Fault tolerant system performance modeling

Abstract

With the proliferation of complex digital systems on aircraft, the need to accurately predict system performance early in the system design cycle becomes imperative. In the past, system designers have relied on ad hoc methods for evaluating performance issues. This has produced systems that have not always worked as originally intended. To alleviate these design deficiencies, formal methods, with supporting tools, must be adhered to during the system design process. The use of performance modeling tools is becoming widely accepted as a way to address timing considerations of system design. An additional incentive for the use of these tools is that they allow the system architect to analyze system component interactions (i.e., bus contention, contention of functions for a processing site, and system repair activity on application performance). This inherent flexibility can result in an explicit specification of the system architecture. This paper addresses a method that supports performance modeling of fault tolerant systems using a discrete event simulation tool. An additional focus is on lessons learned from analyzing these classes of problems.
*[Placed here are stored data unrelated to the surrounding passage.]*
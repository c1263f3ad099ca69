//! Command implementations.

pub mod anchor;
pub mod comment;
pub mod completions;
pub mod hook;
pub mod issue;
pub mod project;
pub mod sync;
pub mod tracked;
pub mod version;

use colored::{ColoredString, Colorize};
use serde::Serialize;

use crate::cli::workspace::Listed;
use crate::error::Result;
use crate::model::Record;

fn print_json<T: Serialize + ?Sized>(value: &T) -> Result<()> {
    println!("{}", serde_json::to_string_pretty(value)?);
    Ok(())
}

fn state_label(record: &Record) -> ColoredString {
    if record.is_deleted() {
        "deleted".red()
    } else if record.is_closed() {
        "closed".dimmed()
    } else if matches!(record, Record::Comment(_)) {
        "".normal()
    } else {
        "open".green()
    }
}

/// One line per record: code, state, headline, author.
fn print_row(listed: &Listed) {
    let record = &listed.record;
    let headline = record.headline().lines().next().unwrap_or_default();
    println!(
        "{}  {:<7}  {}  {}",
        listed.short_id.cyan(),
        state_label(record),
        headline,
        format!("({})", record.author()).dimmed()
    );
}

fn print_rows(listed: &[Listed], empty: &str) {
    if listed.is_empty() {
        println!("{}", empty.dimmed());
    }
    for l in listed {
        print_row(l);
    }
}

/// Full view of a project or issue.
fn print_detail(listed: &Listed) {
    let record = &listed.record;
    println!(
        "{} {}  [{}]",
        listed.short_id.cyan().bold(),
        record.headline().bold(),
        state_label(record)
    );
    println!("  ID:      {}", record.id());
    println!("  Author:  {}", record.author());
    println!("  Created: {}", record.created_at().to_rfc3339());
    println!("  Updated: {}", record.updated_at().to_rfc3339());
    if let Some(deleted) = record.deleted_at() {
        println!("  Deleted: {}", deleted.to_rfc3339());
    }
    if let Some(parent) = record.parent_id() {
        println!("  Parent:  {parent}");
    }
    let description = match record {
        Record::Project(p) => p.description.as_str(),
        Record::Issue(i) => i.description.as_str(),
        Record::Comment(_) => "",
    };
    if !description.is_empty() {
        println!();
        for line in description.lines() {
            println!("  {line}");
        }
    }
}
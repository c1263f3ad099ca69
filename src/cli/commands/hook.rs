//! Git hook entry points.
//!
//! Install as `.git/hooks/commit-msg`:
//!
//! ```sh
//! #!/bin/sh
//! exec nt hook commit-msg "$1"
//! ```

use std::fs;
use std::path::Path;

use chrono::Utc;
use serde::Serialize;
use tracing::{debug, warn};

use super::print_json;
use crate::cli::workspace::{find, listing, Workspace};
use crate::cli::HookCommands;
use crate::error::Result;
use crate::model::{Kind, Record};
use crate::shortid::closing_codes;

#[derive(Serialize, Default)]
struct HookOutput {
    closed: Vec<String>,
    already_closed: Vec<String>,
    unknown: Vec<String>,
}

/// Execute a hook command.
///
/// # Errors
///
/// Returns an error if the message file cannot be read or a write fails.
/// Unknown codes are reported, not treated as errors, so a typo never
/// blocks a commit.
pub fn execute(command: &HookCommands, ws: &Workspace, json: bool) -> Result<()> {
    match command {
        HookCommands::CommitMsg { file } => commit_msg(ws, file, json),
    }
}

fn commit_msg(ws: &Workspace, file: &Path, json: bool) -> Result<()> {
    let message = fs::read_to_string(file)?;
    let codes = closing_codes(&strip_comments(&message));
    let mut output = HookOutput::default();

    if !codes.is_empty() {
        let store = ws.store()?;
        let issues = listing(&store, Kind::Issue)?;
        for code in codes {
            let Ok(mut hit) = find(&issues, &code) else {
                warn!(code, "no issue with this short code");
                output.unknown.push(code);
                continue;
            };
            let Record::Issue(issue) = &mut hit.record else {
                continue;
            };
            if issue.is_closed() {
                debug!(code, "issue already closed");
                output.already_closed.push(code);
                continue;
            }
            issue.closed = Some(true);
            hit.record.touch(Utc::now());
            store.update(&hit.record)?;
            output.closed.push(code);
        }
    }

    if json {
        return print_json(&output);
    }
    for code in &output.closed {
        println!("Closed issue {code}");
    }
    Ok(())
}

/// Drop the `#` comment lines git puts into the message template.
fn strip_comments(message: &str) -> String {
    message
        .lines()
        .filter(|line| !line.starts_with('#'))
        .collect::<Vec<_>>()
        .join("\n")
}

#[cfg(test)]
mod tests {
    use super::*;

    #[test]
    fn test_strip_comments_keeps_hash_references() {
        let message = "Fix crash\n\nFixes #ABC123\n# Please enter the commit message\n#\tmodified: x";
        let stripped = strip_comments(message);
        assert_eq!(stripped, "Fix crash\n\nFixes #ABC123");
        assert_eq!(closing_codes(&stripped), vec!["ABC123"]);
    }
}
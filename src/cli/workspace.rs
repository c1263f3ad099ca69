//! Per-invocation state shared by the commands.
//!
//! Resolves configuration, opens the repository once and hands out the
//! store. Also owns the short codes: they are assigned per invocation with
//! a fresh cache, over every record of a category in `(created_at, id)`
//! order, so an unchanged category always shows the same codes.

use serde::Serialize;

use crate::config::Config;
use crate::error::{Error, Result};
use crate::git::{Backend, GitCli};
use crate::model::{Kind, Record};
use crate::shortid;
use crate::storage::Store;

/// Opened repository plus resolved settings.
pub struct Workspace {
    config: Config,
    backend: GitCli,
}

impl Workspace {
    /// Open the repository named by `config`.
    ///
    /// # Errors
    ///
    /// Returns `Error::Config` if it is not a git repository.
    pub fn open(config: Config) -> Result<Self> {
        let backend = config.open_backend()?;
        Ok(Self { config, backend })
    }

    /// Store at the configured (or resolved) anchor.
    ///
    /// # Errors
    ///
    /// Returns an error if the anchor cannot be resolved.
    pub fn store(&self) -> Result<Store<'_>> {
        Store::open(&self.backend, self.config.anchor.as_deref())
    }

    /// # Errors
    ///
    /// Returns `Error::Config` if no author identity is configured.
    pub fn author(&self) -> Result<String> {
        self.config.author(&self.backend)
    }

    #[must_use]
    pub fn remote(&self) -> &str {
        &self.config.remote
    }

    #[must_use]
    pub fn backend(&self) -> &dyn Backend {
        &self.backend
    }
}

/// A record together with its short code.
#[derive(Debug, Clone, Serialize)]
pub struct Listed {
    pub short_id: String,
    #[serde(flatten)]
    pub record: Record,
}

/// Attach short codes to `records`, returned in `(created_at, id)` order.
#[must_use]
pub fn with_codes(mut records: Vec<Record>) -> Vec<Listed> {
    records.sort_by(|a, b| {
        a.created_at()
            .cmp(&b.created_at())
            .then_with(|| a.id().cmp(b.id()))
    });
    let codes: Vec<String> = shortid::assign_all(records.iter().map(Record::id))
        .into_iter()
        .map(|(code, _)| code)
        .collect();
    records
        .into_iter()
        .zip(codes)
        .map(|(record, short_id)| Listed { short_id, record })
        .collect()
}

/// Every record of `kind` (tombstones included) with its short code.
///
/// # Errors
///
/// Returns an error if the category note cannot be read or decoded.
pub fn listing(store: &Store<'_>, kind: Kind) -> Result<Vec<Listed>> {
    Ok(with_codes(store.list_all(kind)?))
}

/// Find the live record `reference` points at.
///
/// `reference` may be a full id, a short code (any case) or a unique prefix
/// of an id.
///
/// # Errors
///
/// Returns `Error::RecordNotFound` if nothing matches and
/// `Error::AmbiguousId` if a prefix matches several records.
pub fn find(listed: &[Listed], reference: &str) -> Result<Listed> {
    let reference = reference.trim();
    let live = || listed.iter().filter(|l| !l.record.is_deleted());

    if let Some(hit) = live().find(|l| l.record.id() == reference) {
        return Ok(hit.clone());
    }
    let upper = reference.to_uppercase();
    if shortid::is_short_code(&upper) {
        if let Some(hit) = live().find(|l| l.short_id == upper) {
            return Ok(hit.clone());
        }
    }

    let matches: Vec<&Listed> = if reference.is_empty() {
        Vec::new()
    } else {
        live().filter(|l| l.record.id().starts_with(reference)).collect()
    };
    match matches.as_slice() {
        [] => Err(Error::RecordNotFound {
            id: reference.to_string(),
        }),
        [only] => Ok((*only).clone()),
        many => Err(Error::AmbiguousId {
            prefix: reference.to_string(),
            matches: many.iter().map(|l| l.record.id().to_string()).collect(),
        }),
    }
}

/// Look up a live record of `kind` by reference.
///
/// # Errors
///
/// See [`find`].
pub fn resolve(store: &Store<'_>, kind: Kind, reference: &str) -> Result<Listed> {
    find(&listing(store, kind)?, reference)
}
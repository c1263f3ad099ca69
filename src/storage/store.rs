//! Document store over the three category notes.
//!
//! Every mutation is a whole-note read-modify-write: read the category note
//! attached to the anchor, decode it, change one record, encode the full
//! mapping and write it back. The write is a compare-and-swap against the
//! blob that was read, so two processes racing on one category cannot
//! silently drop each other's change; the loser gets `Error::Conflict` and
//! nothing is written.
//!
//! Deletion is a tombstone (`deleted_at`), never removal of the key, so a
//! delete survives merging with a replica that still has the record.

use chrono::Utc;
use tracing::{debug, info};

use super::anchor::resolve_anchor;
use super::note::Note;
use crate::error::{Error, Result};
use crate::git::{Backend, WriteOutcome};
use crate::model::{decode_blob, encode_blob, Blob, Kind, Record};

/// Record storage anchored at one commit.
pub struct Store<'a> {
    backend: &'a dyn Backend,
    anchor: String,
}

impl<'a> Store<'a> {
    /// Open the store, resolving the anchor (or using `pinned_anchor`).
    ///
    /// # Errors
    ///
    /// Returns an error if the anchor cannot be resolved.
    pub fn open(backend: &'a dyn Backend, pinned_anchor: Option<&str>) -> Result<Self> {
        let anchor = resolve_anchor(backend, pinned_anchor)?;
        Ok(Self { backend, anchor })
    }

    /// Open the store at a known anchor without resolving it.
    #[must_use]
    pub fn with_anchor(backend: &'a dyn Backend, anchor: impl Into<String>) -> Self {
        Self {
            backend,
            anchor: anchor.into(),
        }
    }

    #[must_use]
    pub fn anchor(&self) -> &str {
        &self.anchor
    }

    #[must_use]
    pub fn backend(&self) -> &'a dyn Backend {
        self.backend
    }

    /// Read the note for `kind` from its category ref.
    ///
    /// # Errors
    ///
    /// Returns `Error::Backend` if the note cannot be read.
    pub fn read_note(&self, kind: Kind) -> Result<Note> {
        self.read_note_at(kind.refpath(), kind)
    }

    /// Read a `kind` note from an arbitrary notes ref (e.g. a fetched copy).
    ///
    /// # Errors
    ///
    /// Returns `Error::Backend` if the note cannot be read.
    pub fn read_note_at(&self, notes_ref: &str, kind: Kind) -> Result<Note> {
        let blob = self.backend.read_note(notes_ref, &self.anchor)?;
        Ok(Note::new(kind, notes_ref, &self.anchor, blob))
    }

    /// Replace the whole `kind` mapping, provided the note still is `expected`.
    ///
    /// This is the single write path shared by record mutations and merges.
    /// The encoded note is decoded again before writing, so a mapping that
    /// could not be read back never reaches the backend.
    ///
    /// # Errors
    ///
    /// Returns `Error::Decode` if the mapping is not a valid `kind` note, or
    /// `Error::Conflict` if the note changed since `expected` was read.
    pub fn write_blob(&self, kind: Kind, blob: &Blob, expected: Option<&str>) -> Result<String> {
        let content = encode_blob(blob)?;
        decode_blob(&content, kind)?;
        match self
            .backend
            .write_note(kind.refpath(), &self.anchor, &content, expected)?
        {
            WriteOutcome::Written { oid } => {
                debug!(category = %kind, oid, records = blob.len(), "wrote note");
                Ok(oid)
            }
            WriteOutcome::Conflict { current } => {
                debug!(category = %kind, ?expected, ?current, "note moved under us");
                Err(Error::Conflict { category: kind })
            }
        }
    }

    /// Insert or replace `record` in its category.
    ///
    /// A missing note is an empty category. Adding an unchanged record again
    /// leaves the note byte-for-byte identical.
    ///
    /// # Errors
    ///
    /// Returns `Error::Decode` if the existing note is malformed or `record`
    /// does not belong to its category ref, `Error::Conflict` if the note
    /// changed during the call, or `Error::Backend`.
    pub fn add(&self, record: &Record) -> Result<()> {
        let kind = record.kind();
        let note = self.read_note(kind)?;
        let mut blob = note.decode()?;
        blob.insert(record.id().to_string(), record.clone());
        self.write_blob(kind, &blob, note.oid())?;
        info!(category = %kind, id = record.id(), "stored record");
        Ok(())
    }

    /// Same as [`Store::add`]; the id decides between insert and replace.
    ///
    /// # Errors
    ///
    /// See [`Store::add`].
    pub fn update(&self, record: &Record) -> Result<()> {
        self.add(record)
    }

    /// Tombstone `record` in its category.
    ///
    /// # Errors
    ///
    /// See [`Store::remove_by_id`].
    pub fn remove(&self, record: &Record) -> Result<bool> {
        self.remove_by_id(record.kind(), record.id())
    }

    /// Tombstone the record `id` of `kind`.
    ///
    /// Returns whether anything changed. An unknown or already deleted id is
    /// a silent no-op.
    ///
    /// # Errors
    ///
    /// Returns `Error::NoteNotFound` if the category has no note at all,
    /// plus the errors of [`Store::add`].
    pub fn remove_by_id(&self, kind: Kind, id: &str) -> Result<bool> {
        let note = self.read_note(kind)?;
        if !note.exists() {
            return Err(Error::NoteNotFound {
                category: kind,
                anchor: self.anchor.clone(),
            });
        }
        let mut blob = note.decode()?;
        let Some(record) = blob.get_mut(id).filter(|r| !r.is_deleted()) else {
            debug!(category = %kind, id, "nothing to delete");
            return Ok(false);
        };
        let now = Utc::now();
        record.mark_deleted(now);
        record.touch(now);
        self.write_blob(kind, &blob, note.oid())?;
        info!(category = %kind, id, "deleted record");
        Ok(true)
    }

    /// Every record of `kind`, tombstones included.
    ///
    /// # Errors
    ///
    /// Returns `Error::Decode` or `Error::Backend`.
    pub fn list_all(&self, kind: Kind) -> Result<Vec<Record>> {
        Ok(self.read_note(kind)?.decode()?.into_values().collect())
    }

    /// Live (not deleted) records of `kind`, in no particular order.
    ///
    /// # Errors
    ///
    /// Returns `Error::Decode` or `Error::Backend`.
    pub fn list(&self, kind: Kind) -> Result<Vec<Record>> {
        let mut records = self.list_all(kind)?;
        records.retain(|r| !r.is_deleted());
        Ok(records)
    }

    /// Live records of `kind` whose `parent_id` is `parent_id`.
    ///
    /// # Errors
    ///
    /// Returns `Error::Decode` or `Error::Backend`.
    pub fn list_by_parent(&self, kind: Kind, parent_id: &str) -> Result<Vec<Record>> {
        let mut records = self.list(kind)?;
        records.retain(|r| r.parent_id() == Some(parent_id));
        Ok(records)
    }

    /// Look up one record (tombstoned or not) by full id.
    ///
    /// # Errors
    ///
    /// Returns `Error::Decode` or `Error::Backend`.
    pub fn get(&self, kind: Kind, id: &str) -> Result<Option<Record>> {
        Ok(self.read_note(kind)?.decode()?.remove(id))
    }
}

#[cfg(test)]
mod tests {
    use super::*;
    use crate::git::MemoryBackend;
    use crate::model::{Comment, Entry, Issue, Project};
    use chrono::Duration;

    const ANCHOR: &str = "c0";

    fn issue(id: &str, title: &str) -> Issue {
        let mut issue = Issue::new("Test User", title, "");
        issue.id = id.to_string();
        issue
    }

    fn raw_note(backend: &MemoryBackend, kind: Kind) -> String {
        backend
            .read_note(kind.refpath(), ANCHOR)
            .unwrap()
            .unwrap()
            .content
    }

    #[test]
    fn test_add_to_empty_category() {
        let backend = MemoryBackend::with_root(ANCHOR);
        let store = Store::open(&backend, None).unwrap();
        assert_eq!(store.anchor(), ANCHOR);
        assert!(store.list(Kind::Issue).unwrap().is_empty());

        store.add(&issue("a", "first").into_record()).unwrap();
        let records = store.list(Kind::Issue).unwrap();
        assert_eq!(records.len(), 1);
        assert_eq!(records[0].id(), "a");
    }

    #[test]
    fn test_add_is_idempotent() {
        let backend = MemoryBackend::with_root(ANCHOR);
        let store = Store::open(&backend, None).unwrap();
        let record = issue("a", "first").into_record();

        store.add(&record).unwrap();
        let once = raw_note(&backend, Kind::Issue);
        store.add(&record).unwrap();
        assert_eq!(raw_note(&backend, Kind::Issue), once);
    }

    #[test]
    fn test_update_replaces_by_id() {
        let backend = MemoryBackend::with_root(ANCHOR);
        let store = Store::open(&backend, None).unwrap();

        let original = issue("a", "old");
        store.add(&original.clone().into_record()).unwrap();

        let mut newer = original;
        newer.title = "new".to_string();
        newer.updated_at += Duration::seconds(5);
        store.update(&newer.into_record()).unwrap();

        let records = store.list(Kind::Issue).unwrap();
        assert_eq!(records.len(), 1);
        assert_eq!(records[0].headline(), "new");
    }

    #[test]
    fn test_categories_are_separate_notes() {
        let backend = MemoryBackend::with_root(ANCHOR);
        let store = Store::open(&backend, None).unwrap();
        let project = Project::new("Test User", "P", "");
        let comment = Comment::new("Test User", "hi", Kind::Project, &project.id);

        store.add(&project.clone().into_record()).unwrap();
        store.add(&comment.into_record()).unwrap();

        assert_eq!(store.list(Kind::Project).unwrap().len(), 1);
        assert_eq!(store.list(Kind::Comment).unwrap().len(), 1);
        assert!(store.list(Kind::Issue).unwrap().is_empty());
        assert_eq!(backend.list_notes(Kind::Project.refpath()).unwrap().len(), 1);
    }

    #[test]
    fn test_remove_without_note_fails() {
        let backend = MemoryBackend::with_root(ANCHOR);
        let store = Store::open(&backend, None).unwrap();
        let err = store.remove_by_id(Kind::Issue, "a").unwrap_err();
        assert!(matches!(
            err,
            Error::NoteNotFound {
                category: Kind::Issue,
                ..
            }
        ));
    }

    #[test]
    fn test_remove_tombstones_and_hides() {
        let backend = MemoryBackend::with_root(ANCHOR);
        let store = Store::open(&backend, None).unwrap();
        let record = issue("a", "doomed").into_record();
        store.add(&record).unwrap();

        assert!(store.remove(&record).unwrap());
        assert!(store.list(Kind::Issue).unwrap().is_empty());

        let all = store.list_all(Kind::Issue).unwrap();
        assert_eq!(all.len(), 1);
        assert!(all[0].is_deleted());
        assert!(all[0].updated_at() >= record.updated_at());

        // second delete and unknown ids are no-ops
        let before = raw_note(&backend, Kind::Issue);
        assert!(!store.remove(&record).unwrap());
        assert!(!store.remove_by_id(Kind::Issue, "zzz").unwrap());
        assert_eq!(raw_note(&backend, Kind::Issue), before);
    }

    #[test]
    fn test_list_by_parent() {
        let backend = MemoryBackend::with_root(ANCHOR);
        let store = Store::open(&backend, None).unwrap();
        let mine = Issue::new("Test User", "mine", "").with_parent(Kind::Project, "p1");
        let theirs = Issue::new("Test User", "theirs", "").with_parent(Kind::Project, "p2");
        let orphan = Issue::new("Test User", "orphan", "");
        for i in [mine.clone(), theirs, orphan] {
            store.add(&i.into_record()).unwrap();
        }

        let found = store.list_by_parent(Kind::Issue, "p1").unwrap();
        assert_eq!(found.len(), 1);
        assert_eq!(found[0].id(), mine.id);
    }

    #[test]
    fn test_malformed_note_is_fatal_and_untouched() {
        let backend = MemoryBackend::with_root(ANCHOR);
        backend.force_note(Kind::Issue.refpath(), ANCHOR, "{not json");
        let store = Store::open(&backend, None).unwrap();

        let err = store.add(&issue("a", "x").into_record()).unwrap_err();
        assert!(matches!(err, Error::Decode { .. }));
        assert_eq!(raw_note(&backend, Kind::Issue), "{not json");
    }

    #[test]
    fn test_record_for_another_ref_is_rejected() {
        let backend = MemoryBackend::with_root(ANCHOR);
        let store = Store::open(&backend, None).unwrap();
        store.add(&issue("a", "good").into_record()).unwrap();
        let before = raw_note(&backend, Kind::Issue);

        let mut stray = issue("b", "misfiled");
        stray.refpath = Kind::Project.refpath().to_string();
        let err = store.add(&stray.into_record()).unwrap_err();
        assert!(matches!(err, Error::Decode { category: Kind::Issue, .. }));

        assert_eq!(raw_note(&backend, Kind::Issue), before);
        assert_eq!(store.list(Kind::Issue).unwrap().len(), 1);
    }

    #[test]
    fn test_concurrent_writer_causes_conflict() {
        let backend = MemoryBackend::with_root(ANCHOR);
        let store = Store::open(&backend, None).unwrap();
        store.add(&issue("a", "one").into_record()).unwrap();

        let note = store.read_note(Kind::Issue).unwrap();
        let mut blob = note.decode().unwrap();

        // another process sneaks a write in between our read and write
        let other = Store::with_anchor(&backend, ANCHOR);
        other.add(&issue("b", "two").into_record()).unwrap();

        blob.insert("c".into(), issue("c", "three").into_record());
        let err = store.write_blob(Kind::Issue, &blob, note.oid()).unwrap_err();
        assert!(matches!(err, Error::Conflict { category: Kind::Issue }));

        let ids: Vec<_> = store
            .list(Kind::Issue)
            .unwrap()
            .iter()
            .map(|r| r.id().to_string())
            .collect();
        assert_eq!(ids, vec!["a", "b"]);
    }

    #[test]
    fn test_get_by_id() {
        let backend = MemoryBackend::with_root(ANCHOR);
        let store = Store::open(&backend, None).unwrap();
        store.add(&issue("a", "x").into_record()).unwrap();
        assert!(store.get(Kind::Issue, "a").unwrap().is_some());
        assert!(store.get(Kind::Issue, "b").unwrap().is_none());
    }
}
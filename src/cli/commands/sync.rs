//! Sync command implementations.
//!
//! Push sends every category. Pull force-fetches one category, puts the
//! local note back and merges the fetched copy into it. Merge fetches into a staging
//! ref first, so local data is only replaced by a successful merge.

use serde::Serialize;

use crate::cli::workspace::Workspace;
use crate::cli::{CategoryArg, SyncCommands};
use crate::error::Result;
use crate::model::Kind;
use crate::storage::Store;
use crate::sync::{self, MergeStats};

use super::print_json;

#[derive(Serialize)]
struct CategoryResult {
    category: Kind,
    /// `None` when the remote had nothing for this category.
    stats: Option<MergeStats>,
}

#[derive(Serialize)]
struct SyncOutput<'a> {
    success: bool,
    action: &'a str,
    remote: &'a str,
    results: Vec<CategoryResult>,
}

/// Execute sync commands.
///
/// # Errors
///
/// Returns an error if the transport or a merge fails.
pub fn execute(command: &SyncCommands, ws: &Workspace, json: bool) -> Result<()> {
    match command {
        SyncCommands::Push => push(ws, json),
        SyncCommands::Pull { category, all } => {
            let kinds = categories(*category, *all);
            run_per_category(ws, "pull", kinds, json, sync::pull_and_merge)
        }
        SyncCommands::Merge { category, all } => {
            let kinds = categories(*category, *all);
            run_per_category(ws, "merge", kinds, json, sync::merge_remote)
        }
        SyncCommands::Status => status(ws, json),
    }
}

fn categories(category: CategoryArg, all: bool) -> Vec<Kind> {
    if all {
        Kind::ALL.to_vec()
    } else {
        vec![category.into()]
    }
}

fn push(ws: &Workspace, json: bool) -> Result<()> {
    sync::push(ws.backend(), ws.remote())?;
    if json {
        return print_json(&SyncOutput {
            success: true,
            action: "push",
            remote: ws.remote(),
            results: Vec::new(),
        });
    }
    println!("Pushed notes to {}", ws.remote());
    Ok(())
}

fn run_per_category(
    ws: &Workspace,
    action: &str,
    kinds: Vec<Kind>,
    json: bool,
    step: fn(&Store<'_>, &str, Kind) -> Result<Option<MergeStats>>,
) -> Result<()> {
    let store = ws.store()?;
    let mut results = Vec::with_capacity(kinds.len());
    for kind in kinds {
        let stats = step(&store, ws.remote(), kind)?;
        results.push(CategoryResult {
            category: kind,
            stats,
        });
    }

    if json {
        return print_json(&SyncOutput {
            success: true,
            action,
            remote: ws.remote(),
            results,
        });
    }

    for result in &results {
        match &result.stats {
            None => println!("{:<9} nothing on {}", result.category, ws.remote()),
            Some(stats) if stats.changed() == 0 => {
                println!("{:<9} up to date", result.category);
            }
            Some(stats) => {
                print!(
                    "{:<9} {} added, {} replaced, {} deleted",
                    result.category, stats.added, stats.replaced, stats.tombstoned
                );
                if stats.malformed + stats.distrusted > 0 {
                    print!(", {} skipped", stats.malformed + stats.distrusted);
                }
                println!();
            }
        }
    }
    Ok(())
}

fn status(ws: &Workspace, json: bool) -> Result<()> {
    let store = ws.store()?;
    let status = sync::get_sync_status(&store, ws.remote())?;
    if json {
        return print_json(&status);
    }
    sync::print_status(&status);
    Ok(())
}
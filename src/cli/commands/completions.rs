//! Shell completions command implementation.

use crate::cli::{Cli, Shell};
use crate::error::Result;
use clap::CommandFactory;
use clap_complete::{generate, shells};
use std::io;

/// Generate shell completions for the specified shell.
pub fn execute(shell: &Shell) -> Result<()> {
    let mut cmd = Cli::command();
    let name = cmd.get_name().to_string();
    let out = &mut io::stdout();

    match shell {
        Shell::Bash => generate(shells::Bash, &mut cmd, name, out),
        Shell::Zsh => generate(shells::Zsh, &mut cmd, name, out),
        Shell::Fish => generate(shells::Fish, &mut cmd, name, out),
        Shell::PowerShell => generate(shells::PowerShell, &mut cmd, name, out),
        Shell::Elvish => generate(shells::Elvish, &mut cmd, name, out),
    }

    Ok(())
}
The methodology and supporting work provide system architects with the capability to specify candidate architectures and accurately predict their performance in the early stages of design, where changes to system design is most cost effective. The work has been supported under NASA contract NAS1-18099. Integrated Airframe Propulsion Control System Architecture (IAPSA II). This contract addresses methodology, analysis, and detailed design of integrated control system architectures suitable for high-performance aircraft of the 1990's.